Data

Updates:

[June 2, 2023] Added description of the evaluation sets for the the CHiME-5 and Reverberant LibriCHiME-5 datasets.

The UDASE task builds upon the following datasets:

The CHiME-5 in-domain unlabeled data for training, development and evaluation;
The LibriMix out-of-domain labeled data for training and development;
The reverberant LibriCHiME-5 close to in-domain data for development and evaluation.

Each dataset is described below. The description includes a link to a github repository with instructions to generate the data.

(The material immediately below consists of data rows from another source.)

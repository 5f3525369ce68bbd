//! Terminal review loop
//!
//! Shows one due card at a time: the cloze prompt, a text input, a progress
//! gauge. Enter checks the answer and grades the card; the graded card is
//! persisted immediately, so interrupting a session loses at most the card
//! being typed.

pub mod app;
pub mod events;
pub mod ui;

use std::io;

use crossterm::{
    event::{read, Event},
    execute,
    terminal::{disable_raw_mode, enable_raw_mode, EnterAlternateScreen, LeaveAlternateScreen},
};
use ratatui::prelude::*;

use crate::card::Card;
use crate::srs::BoxIntervals;
use crate::store;
use app::App;
use events::handle_event;

/// Run a review session over the due subset of `cards`.
pub fn run(cards: &[Card], intervals: BoxIntervals) -> Result<(), Box<dyn std::error::Error>> {
    // Setup terminal
    enable_raw_mode()?;
    let mut stdout = io::stdout();
    execute!(stdout, EnterAlternateScreen)?;
    let backend = CrosstermBackend::new(stdout);
    let mut terminal = Terminal::new(backend)?;

    let result = run_app_inner(&mut terminal, cards, intervals);

    // Restore terminal - this MUST run even if the loop fails
    let _ = disable_raw_mode();
    let _ = execute!(terminal.backend_mut(), LeaveAlternateScreen);
    let _ = terminal.show_cursor();

    result
}

fn run_app_inner<B: Backend>(
    terminal: &mut Terminal<B>,
    cards: &[Card],
    intervals: BoxIntervals,
) -> Result<(), Box<dyn std::error::Error>> {
    let mut app = App::new(cards, intervals);

    loop {
        terminal.draw(|f| ui::draw(f, &app))?;

        let quit = match read()? {
            Event::Key(key) => handle_event(&mut app, key),
            _ => false,
        };

        // Persist each graded card before reading further input.
        if let Some(card) = app.take_pending_save() {
            store::save_progress(&card)?;
        }

        if quit {
            return Ok(());
        }
    }
}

CHiME-5: In-domain unlabeled data

The CHiME-5 data consists of 20 dinner parties/sessions (four participants in each party), each recorded in a different home (Barker et al., 2018). Please visit the website of the 5th CHiME challenge for a full description of the data, in particular the Overview and Data sections.

For the UDASE task, we extracted from the binaural recordings single-channel audio segments where the participant wearing the microphone does not speak. Each audio segment therefore contains up to three simultaneously-active speakers and background noise. We used the right channel of the binaural recordings, as the left channel is not always reliable. We also discarded unreliable portions of the recordings. The noisy speech signals are not labeled with the clean speech reference signals. The main objective of the UDASE task is to develop new approaches that can leverage this in-domain unlabeled dataset for speech enhancement.

Compared with the original CHiME-5 dataset, sessions S07 and S17 were moved from the training to the developement set, so that a sufficient amount of noise-only segments can be used to create the reverberant LibriCHiME-5 dataset (see below for more information). The training (train), development (dev) and evaluation (eval) sessions for the UDASE task are the following:

train = [S03, S04, S05, S06, S08, S12, S13, S16, S18, S19, S20, S22, S23, S24];
dev = [S02, S09, S07, S17];
eval = [S01, S21].

Training set

The training set consists of the raw single-channel audio segments extracted from the binaural recordings where the participant wearing the microphone does not speak. This extraction was done using the transcription files.

The table below summarizes the data in the train set.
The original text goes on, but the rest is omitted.